The recent discovery (in the Agrasánchez Film Archives) of well-preserved 16mm copies of two films directed by Adela Sequeyro — Más allá de la Muerte/Beyond Death (1935) and La Mujer de Nadie/Nobody’s Woman(1937) — sparked an overdue revaluation of Sequeyro’s importance in the history of Mexican cinema. Before the discovery of these two films, Sequeyro was known primarily for her acting roles in Mexican silent film melodramas and as a journalist whose work appeared in many Mexico City newspapers and periodicals. Gradually she became quite interested in the method and models of filmmaking. However, as a woman, she was not able to join the industry’s labor union. In response, she founded the film production cooperative Éxito with the support of the Banco de Credit Popular and was able to produce her first film Más Allá de la Muerte in 1935.

She lived out her declining years in very modest conditions under the care of her only child, Sandra, and died in Mexico City on December 24, 1992, at the age of ninety-one.

(Source 1 | 2)

Tazuko Sakane — 1904, Japan

Tazuko Sakane

Sakane became Japan’s first and only female film director in the prewar period. It helped that her family belonged to a wealthy background for her to leave a bad marriage. Her father had to pay the man to make him leave Tazuko alone. Until much later, in the 1980s, the hierarchical corporate structure of the major studios was a major deterrent for women entering the industry in a creative capacity, with the scant handful of those who did direct hailing from an acting background, barring the freak exception of Tazuko who made 1936’s “Hatsu Sugata”. Unfortunately, no prints of the film exist.

One of the major problems that she confronted upon working in the set was her clothing. Instead of the traditional women’s clothes, the kimono, she had to instruct a tailor to create a pair of pants, which were new as women’s clothes those days, though necessary for her as they would allow her mobility in film shooting. She also cut short her conventionally long hair. Her appearance might have been seen as resembling the 1930s metropolitan fashion of the modern girl, which consisted of westernized clothing and short bobbed hair and was associated with feminine sexual deviancy. However, Sakane did not fit within this image of excessive femininity because of her pants. In fact, with her combination of pants and short hair, she was often referred to as a cross-dresser (danso; literally, male-clothing). Her appearance and working style (traveling and working irregular hours as the only woman among crews, when filmmaking was already regarded as a sordid profession) caused a sense of gender nonconformity.

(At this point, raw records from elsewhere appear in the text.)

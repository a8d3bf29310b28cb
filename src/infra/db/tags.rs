use async_trait::async_trait;
use uuid::Uuid;

use crate::application::repos::{RepoError, TagHit, TagsRepo};

use super::{PostgresRepositories, map_sqlx_error};

#[async_trait]
impl TagsRepo for PostgresRepositories {
    async fn names_for_post(&self, post_id: Uuid) -> Result<Vec<String>, RepoError> {
        let names = sqlx::query_scalar::<_, String>(
            "SELECT name FROM tags WHERE post_id = $1 ORDER BY created_at",
        )
        .bind(post_id)
        .fetch_all(self.pool())
        .await
        .map_err(map_sqlx_error)?;

        Ok(names)
    }

    async fn names_for_posts(
        &self,
        post_ids: &[Uuid],
    ) -> Result<Vec<(Uuid, String)>, RepoError> {
        if post_ids.is_empty() {
            return Ok(Vec::new());
        }
        let rows = sqlx::query_as::<_, (Uuid, String)>(
            "SELECT post_id, name FROM tags WHERE post_id = ANY($1) ORDER BY created_at",
        )
        .bind(post_ids)
        .fetch_all(self.pool())
        .await
        .map_err(map_sqlx_error)?;

        Ok(rows)
    }

    async fn search_tags(&self, query: &str, limit: i64) -> Result<Vec<TagHit>, RepoError> {
        let pattern = format!("%{query}%");
        let rows = sqlx::query_as::<_, TagHit>(
            "SELECT name, COUNT(DISTINCT post_id) AS posts_count \
             FROM tags WHERE name ILIKE $1 \
             GROUP BY name \
             ORDER BY posts_count DESC, name \
             LIMIT $2",
        )
        .bind(&pattern)
        .bind(limit)
        .fetch_all(self.pool())
        .await
        .map_err(map_sqlx_error)?;

        Ok(rows)
    }
}
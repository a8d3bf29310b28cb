//! Shared domain enumerations aligned with persisted database enums.

use serde::{Deserialize, Serialize};

#[derive(Debug, Clone, Copy, PartialEq, Eq, Serialize, Deserialize, sqlx::Type)]
#[serde(rename_all = "snake_case")]
#[sqlx(type_name = "like_target_type", rename_all = "snake_case")]
pub enum LikeTargetType {
    Post,
    Comment,
}

#[derive(Debug, Clone, Copy, PartialEq, Eq, Serialize, Deserialize, sqlx::Type)]
#[serde(rename_all = "snake_case")]
#[sqlx(type_name = "notification_action", rename_all = "snake_case")]
pub enum NotificationAction {
    Like,
    Comment,
    Follow,
    Repost,
}

#[derive(Debug, Clone, Copy, PartialEq, Eq, Serialize, Deserialize, sqlx::Type)]
#[serde(rename_all = "snake_case")]
#[sqlx(type_name = "notification_target_type", rename_all = "snake_case")]
pub enum NotificationTargetType {
    Post,
    Comment,
    User,
}

/// Reporting window presets accepted by the analytics endpoint.
#[derive(Debug, Clone, Copy, PartialEq, Eq, Serialize, Deserialize)]
#[serde(rename_all = "snake_case")]
pub enum AnalyticsRange {
    SevenDays,
    ThirtyDays,
    NinetyDays,
    Year,
}

impl AnalyticsRange {
    /// Parse a query-string preset. Unknown values fall back to the 30-day
    /// window, which is what clients already rely on.
    pub fn parse(raw: Option<&str>) -> Self {
        match raw {
            Some("7days") => AnalyticsRange::SevenDays,
            Some("90days") => AnalyticsRange::NinetyDays,
            Some("year") => AnalyticsRange::Year,
            _ => AnalyticsRange::ThirtyDays,
        }
    }

    pub fn days(self) -> i64 {
        match self {
            AnalyticsRange::SevenDays => 7,
            AnalyticsRange::ThirtyDays => 30,
            AnalyticsRange::NinetyDays => 90,
            AnalyticsRange::Year => 365,
        }
    }

    pub fn as_str(self) -> &'static str {
        match self {
            AnalyticsRange::SevenDays => "7days",
            AnalyticsRange::ThirtyDays => "30days",
            AnalyticsRange::NinetyDays => "90days",
            AnalyticsRange::Year => "year",
        }
    }
}

#[cfg(test)]
mod tests {
    use super::*;

    #[test]
    fn range_parses_known_presets() {
        assert_eq!(
            AnalyticsRange::parse(Some("7days")),
            AnalyticsRange::SevenDays
        );
        assert_eq!(
            AnalyticsRange::parse(Some("30days")),
            AnalyticsRange::ThirtyDays
        );
        assert_eq!(
            AnalyticsRange::parse(Some("90days")),
            AnalyticsRange::NinetyDays
        );
        assert_eq!(AnalyticsRange::parse(Some("year")), AnalyticsRange::Year);
    }

    #[test]
    fn range_falls_back_to_thirty_days() {
        assert_eq!(AnalyticsRange::parse(None), AnalyticsRange::ThirtyDays);
        assert_eq!(
            AnalyticsRange::parse(Some("fortnight")),
            AnalyticsRange::ThirtyDays
        );
    }
}
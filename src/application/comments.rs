//! Comments on posts, with the post's denormalized counter.

use std::collections::HashSet;
use std::sync::Arc;

use thiserror::Error;
use uuid::Uuid;

use crate::application::notifications::{NotificationError, NotificationService};
use crate::application::repos::{
    CommentWithAuthor, CommentsRepo, CreateCommentParams, PostsRepo, RepoError,
};
use crate::domain::entities::{CommentRecord, UserRecord};
use crate::domain::error::DomainError;
use crate::domain::posts::validate_comment_content;

#[derive(Debug, Error)]
pub enum CommentError {
    #[error("post not found")]
    PostNotFound,
    #[error("comment not found")]
    NotFound,
    #[error("unauthorized")]
    Unauthorized,
    #[error("{0}")]
    Validation(String),
    #[error(transparent)]
    Notification(#[from] NotificationError),
    #[error(transparent)]
    Repo(#[from] RepoError),
}

impl From<DomainError> for CommentError {
    fn from(err: DomainError) -> Self {
        match err {
            DomainError::Validation { message } => CommentError::Validation(message),
            other => CommentError::Validation(other.to_string()),
        }
    }
}

/// A comment assembled for rendering: author plus the viewer's like flag.
#[derive(Debug, Clone)]
pub struct CommentView {
    pub comment: CommentRecord,
    pub author: UserRecord,
    pub liked_by_current_user: bool,
}

#[derive(Clone)]
pub struct CommentService {
    comments: Arc<dyn CommentsRepo>,
    posts: Arc<dyn PostsRepo>,
    notifications: NotificationService,
}

impl CommentService {
    pub fn new(
        comments: Arc<dyn CommentsRepo>,
        posts: Arc<dyn PostsRepo>,
        notifications: NotificationService,
    ) -> Self {
        Self {
            comments,
            posts,
            notifications,
        }
    }

    pub async fn list_for_post(
        &self,
        post_id: Uuid,
        viewer: Option<&UserRecord>,
    ) -> Result<Vec<CommentView>, CommentError> {
        if self.posts.find_by_id(post_id).await?.is_none() {
            return Err(CommentError::PostNotFound);
        }

        let rows = self.comments.list_for_post(post_id).await?;
        self.assemble(rows, viewer).await
    }

    pub async fn create(
        &self,
        actor: &UserRecord,
        post_id: Uuid,
        content: &str,
    ) -> Result<CommentView, CommentError> {
        let post = self
            .posts
            .find_by_id(post_id)
            .await?
            .ok_or(CommentError::PostNotFound)?;

        let content = content.trim().to_string();
        validate_comment_content(&content)?;

        let comment = self
            .comments
            .create_comment(CreateCommentParams {
                user_id: actor.id,
                post_id: post.id,
                content,
            })
            .await?;

        self.notifications
            .post_commented(actor, &post, &comment)
            .await?;

        Ok(CommentView {
            comment,
            author: actor.clone(),
            liked_by_current_user: false,
        })
    }

    /// Only the comment's own author may delete it.
    pub async fn delete(&self, actor: &UserRecord, id: Uuid) -> Result<(), CommentError> {
        let comment = self
            .comments
            .find_by_id(id)
            .await?
            .ok_or(CommentError::NotFound)?;
        if comment.user_id != actor.id {
            return Err(CommentError::Unauthorized);
        }
        self.comments.delete_comment(comment.id).await?;
        Ok(())
    }

    async fn assemble(
        &self,
        rows: Vec<CommentWithAuthor>,
        viewer: Option<&UserRecord>,
    ) -> Result<Vec<CommentView>, CommentError> {
        let liked: HashSet<Uuid> = match viewer {
            Some(user) => {
                let ids: Vec<Uuid> = rows.iter().map(|row| row.comment.id).collect();
                self.comments
                    .liked_comment_ids(user.id, &ids)
                    .await?
                    .into_iter()
                    .collect()
            }
            None => HashSet::new(),
        };

        Ok(rows
            .into_iter()
            .map(|row| CommentView {
                liked_by_current_user: liked.contains(&row.comment.id),
                comment: row.comment,
                author: row.author,
            })
            .collect())
    }
}
//! Postgres-backed repository implementations.

mod analytics;
mod collections;
mod comments;
mod engagement;
mod follows;
mod notifications;
mod posts;
mod sessions;
mod tags;
mod users;
mod util;

pub use util::map_sqlx_error;

use std::sync::Arc;

use sqlx::{
    Postgres, Transaction,
    postgres::{PgPool, PgPoolOptions},
    query,
};

#[derive(Clone)]
pub struct PostgresRepositories {
    pool: Arc<PgPool>,
}

impl PostgresRepositories {
    pub fn new(pool: PgPool) -> Self {
        Self {
            pool: Arc::new(pool),
        }
    }

    pub fn pool(&self) -> &PgPool {
        &self.pool
    }

    pub async fn begin(&self) -> Result<Transaction<'_, Postgres>, sqlx::Error> {
        self.pool.begin().await
    }

    pub async fn connect(url: &str, max_connections: u32) -> Result<PgPool, sqlx::Error> {
        PgPoolOptions::new()
            .max_connections(max_connections)
            .connect(url)
            .await
    }

    pub async fn run_migrations(pool: &PgPool) -> Result<(), sqlx::Error> {
        sqlx::migrate!("./migrations")
            .run(pool)
            .await
            .map_err(Into::into)
    }

    pub async fn health_check(&self) -> Result<(), sqlx::Error> {
        query("SELECT 1").execute(self.pool()).await.map(|_| ())
    }
}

When appearing in the media in the 1930s and the early 1940s, she was treated as an exceptional case of a “woman director” and was always requested to speak about her “feminine” sensitivity or her “difference” from a male director. Her presence as a director, her works, and her private life was reduced to the question of whether she had insufficient or excessive femininity.

(Source 1 | 2)

Edith Carlmar — 1911, Norway

Edith Carlmar

Edith Carlmar was an actress and Norway’s first female film director. Her 1949 film, Døden er et kjærtegn (Death is a Caress), is considered to be Norway’s first film noir.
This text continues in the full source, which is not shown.